Validate package metadata:

./scripts/validate-packages.sh

Build a package locally:

cd <package-dir>
makepkg -si

gh auth login must be configured with access to the shpitdev org before makepkg can download the private meshix-cli-bin, tabex-bin, or osyrra-bin release assets.
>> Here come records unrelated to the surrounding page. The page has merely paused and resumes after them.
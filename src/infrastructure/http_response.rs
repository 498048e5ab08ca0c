// HTTP response utilities for JSON+Brotli encoding
use async_compression::tokio::bufread::BrotliEncoder;
use axum::{
    body::Body,
    http::{HeaderMap, HeaderValue, Response, StatusCode, header},
};
use serde::Serialize;
use tokio::io::AsyncReadExt;

/// Whether the client lists `br` in Accept-Encoding with a non-zero weight
pub fn accepts_brotli(headers: &HeaderMap) -> bool {
    headers
        .get(header::ACCEPT_ENCODING)
        .and_then(|v| v.to_str().ok())
        .map(|s| {
            s.split(',')
                .filter_map(coding_weight)
                .any(|(coding, q)| coding.eq_ignore_ascii_case("br") && q > 0.0)
        })
        .unwrap_or(false)
}

/// Split `coding;q=0.5` into its name and weight. A missing q means 1; a
/// malformed one drops the entry.
fn coding_weight(entry: &str) -> Option<(&str, f32)> {
    let mut parts = entry.split(';').map(str::trim);
    let coding = parts.next().filter(|c| !c.is_empty())?;
    let mut q = 1.0;
    for param in parts {
        if let Some((name, value)) = param.split_once('=') {
            if name.trim().eq_ignore_ascii_case("q") {
                q = value.trim().parse::<f32>().ok().filter(|q| q.is_finite())?;
            }
        }
    }
    Some((coding, q))
}

/// Serialize to JSON, optionally Brotli-compressed
pub async fn json_response<T: Serialize>(
    data: &T,
    status: StatusCode,
    compress: bool,
) -> Result<Response<Body>, StatusCode> {
    let json_bytes = serde_json::to_vec(data).map_err(|e| {
        tracing::error!("JSON serialization error: {}", e);
        StatusCode::INTERNAL_SERVER_ERROR
    })?;

    let (body_bytes, content_encoding) = if compress {
        let mut encoder = BrotliEncoder::new(std::io::Cursor::new(json_bytes.as_slice()));
        let mut compressed = Vec::new();
        encoder.read_to_end(&mut compressed).await.map_err(|e| {
            tracing::error!("Brotli compression error: {}", e);
            StatusCode::INTERNAL_SERVER_ERROR
        })?;
        tracing::debug!(
            "Compressed {} -> {} bytes ({:.1}% reduction)",
            json_bytes.len(),
            compressed.len(),
            (1.0 - compressed.len() as f64 / json_bytes.len().max(1) as f64) * 100.0
        );
        (compressed, Some("br"))
    } else {
        (json_bytes, None)
    };

    let mut response_builder = Response::builder()
        .status(status)
        .header(header::CONTENT_TYPE, "application/json")
        .header(header::CONTENT_LENGTH, HeaderValue::from(body_bytes.len()));

    if let Some(encoding) = content_encoding {
        response_builder = response_builder.header(header::CONTENT_ENCODING, encoding);
    }

    response_builder.body(Body::from(body_bytes)).map_err(|e| {
        tracing::error!("Response build error: {}", e);
        StatusCode::INTERNAL_SERVER_ERROR
    })
}
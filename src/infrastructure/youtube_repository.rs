// YouTube Data API implementation of VideoSource
use crate::application::video_source::VideoSource;
use crate::domain::video::{RawVideoRecord, parse_video_list};
use crate::infrastructure::config::YouTubeSettings;
use crate::infrastructure::response_shape::write_shape;
use anyhow::{Context, Result};
use async_trait::async_trait;
use serde_json::Value;
use std::path::PathBuf;
use std::time::Duration;

const PAGE_SIZE: &str = "50";
const VIDEO_BATCH_SIZE: usize = 50;

#[derive(Debug, Clone)]
pub struct YouTubeRepository {
    client: reqwest::Client,
    api_base: String,
    api_key: String,
    debug_shape_path: Option<PathBuf>,
}

impl YouTubeRepository {
    pub fn new(settings: &YouTubeSettings) -> Result<Self> {
        let client = reqwest::Client::builder()
            .timeout(Duration::from_secs(settings.timeout_secs))
            .build()
            .context("Failed to build HTTP client")?;

        Ok(Self {
            client,
            api_base: settings.api_base.trim_end_matches('/').to_string(),
            api_key: settings.api_key.clone(),
            debug_shape_path: settings.debug_shape_path.as_ref().map(PathBuf::from),
        })
    }

    fn build_url(&self, endpoint: &str, params: &[(&str, &str)]) -> String {
        let query: Vec<String> = params
            .iter()
            .chain(std::iter::once(&("key", self.api_key.as_str())))
            .map(|(k, v)| format!("{}={}", k, urlencoding::encode(v)))
            .collect();
        format!("{}/{}?{}", self.api_base, endpoint, query.join("&"))
    }

    async fn request_json(&self, endpoint: &str, params: &[(&str, &str)]) -> Result<Value> {
        let url = self.build_url(endpoint, params);

        let response = self
            .client
            .get(&url)
            .header("Accept", "application/json")
            .send()
            .await
            .with_context(|| format!("Failed to send {} request", endpoint))?;

        if !response.status().is_success() {
            let status = response.status();
            let body = response.text().await.unwrap_or_default();
            anyhow::bail!("{} request failed with status {}: {}", endpoint, status, body);
        }

        response
            .json::<Value>()
            .await
            .with_context(|| format!("Failed to parse {} response", endpoint))
    }

    /// Resolve an `@handle` to a channel id. Raw ids, and handles that fail
    /// to resolve, are returned unchanged.
    async fn resolve_channel_id(&self, channel: &str) -> String {
        let Some(handle) = channel.strip_prefix('@') else {
            return channel.to_string();
        };

        match self
            .request_json("channels", &[("part", "id"), ("forHandle", handle)])
            .await
        {
            Ok(data) => first_item_id(&data).unwrap_or_else(|| channel.to_string()),
            Err(e) => {
                tracing::warn!("Could not resolve handle {}: {:#}", channel, e);
                channel.to_string()
            }
        }
    }

    async fn uploads_playlist_id(&self, channel_id: &str) -> Result<Option<String>> {
        let data = self
            .request_json("channels", &[("part", "contentDetails"), ("id", channel_id)])
            .await?;
        Ok(uploads_playlist(&data))
    }

    async fn all_video_ids(&self, playlist_id: &str) -> Result<Vec<String>> {
        let mut video_ids = Vec::new();
        let mut page_token: Option<String> = None;

        loop {
            let mut params = vec![
                ("part", "snippet,contentDetails"),
                ("playlistId", playlist_id),
                ("maxResults", PAGE_SIZE),
            ];
            if let Some(token) = page_token.as_deref() {
                params.push(("pageToken", token));
            }

            let page = self.request_json("playlistItems", &params).await?;
            let (ids, next) = page_video_ids(&page);
            video_ids.extend(ids);

            match next {
                Some(token) => page_token = Some(token),
                None => break,
            }
        }

        Ok(video_ids)
    }

    async fn video_details(&self, video_ids: &[String]) -> Result<Vec<Value>> {
        let mut all_video_data = Vec::new();
        for chunk in video_ids.chunks(VIDEO_BATCH_SIZE) {
            let ids = chunk.join(",");
            let data = self
                .request_json(
                    "videos",
                    &[("part", "snippet,contentDetails,statistics"), ("id", ids.as_str())],
                )
                .await?;
            if let Some(Value::Array(items)) = data.get("items") {
                all_video_data.extend(items.iter().cloned());
            }
        }
        Ok(all_video_data)
    }
}

#[async_trait]
impl VideoSource for YouTubeRepository {
    async fn fetch_channel_videos(&self, channel: &str) -> Result<Vec<RawVideoRecord>> {
        if !self.is_configured() {
            tracing::warn!("No API key configured; returning no videos for {}", channel);
            return Ok(Vec::new());
        }

        let channel_id = self.resolve_channel_id(channel).await;
        let Some(playlist_id) = self.uploads_playlist_id(&channel_id).await? else {
            tracing::warn!("No uploads playlist for channel {}", channel_id);
            return Ok(Vec::new());
        };

        let video_ids = self.all_video_ids(&playlist_id).await?;
        tracing::debug!("Found {} uploads for channel {}", video_ids.len(), channel_id);

        let items = Value::Array(self.video_details(&video_ids).await?);

        if let Some(path) = &self.debug_shape_path {
            if let Err(e) = write_shape(&items, path).await {
                tracing::warn!("Failed to write response shape to {}: {:#}", path.display(), e);
            }
        }

        Ok(parse_video_list(items))
    }

    fn is_configured(&self) -> bool {
        !self.api_key.is_empty()
    }
}

fn first_item_id(data: &Value) -> Option<String> {
    data.get("items")?.get(0)?.get("id")?.as_str().map(str::to_string)
}

fn uploads_playlist(data: &Value) -> Option<String> {
    data.get("items")?
        .get(0)?
        .get("contentDetails")?
        .get("relatedPlaylists")?
        .get("uploads")?
        .as_str()
        .map(str::to_string)
}

/// Video ids on one playlist page, plus the next page token if any
fn page_video_ids(page: &Value) -> (Vec<String>, Option<String>) {
    let ids = page
        .get("items")
        .and_then(Value::as_array)
        .map(|items| {
            items
                .iter()
                .filter_map(|item| item.get("contentDetails")?.get("videoId")?.as_str())
                .filter(|id| !id.is_empty())
                .map(str::to_string)
                .collect()
        })
        .unwrap_or_default();

    let next = page
        .get("nextPageToken")
        .and_then(Value::as_str)
        .filter(|token| !token.is_empty())
        .map(str::to_string);

    (ids, next)
}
After installing tabex-bin, start with:

tabex setup

The package includes an install hook that prints the same guidance after install or upgrade.

Temporary Mode

• You can use this repo immediately without creating the AUR repositories or AUR secrets.
• The scheduled/manual bump workflow uses the repository GITHUB_TOKEN for branch and PR operations in this repo.
• Without SHPIT_GH_TOKEN, the workflow skips the private package updates (meshix-cli-bin, tabex-bin, and osyrra-bin).
• Without AUR secrets, the publish workflow exits successfully without pushing anywhere.

Secrets

• SHPIT_GH_TOKEN — optional; required for GitHub Actions to refresh the private SHPIT packages (meshix-cli-bin, tabex-bin, and osyrra-bin) from their GitHub releases.
• AUR_USERNAME, AUR_EMAIL, AUR_SSH_PRIVATE_KEY — optional until you actually want to publish to AUR.

Local Auth

• Local scripts use your normal gh auth login session when you run them from your machine.
• GitHub-hosted Actions cannot reuse your personal interactive gh login session. They only get the repository GITHUB_TOKEN plus any secrets you explicitly configure.

Adding a New Package

1. Create a directory with the package name and add a PKGBUILD.
2. Add a dedicated updater script in scripts/ if the package needs live version discovery.
3. Regenerate .SRCINFO with ./scripts/render-srcinfo.sh <package-dir>.
4. Extend ./scripts/update-packages.sh if the package should be included in automated bump PRs.

Ultimate Setup

1. Create the GitHub repository and enable Actions.
2. In Settings -> Actions -> General, set workflow permissions to read and write, and enable GitHub Actions to create pull requests.
3. Attach the SHPIT_GH_TOKEN secret (org-level or repo-level) to this repo so the bump workflow can read the private release assets.
4. When the AUR repos exist, add AUR_USERNAME, AUR_EMAIL, and AUR_SSH_PRIVATE_KEY.
5. Run version-bumps manually once, confirm the PR output, then merge.
6. After the first merge, publish.yml will start pushing package updates to AUR only if those AUR secrets are present.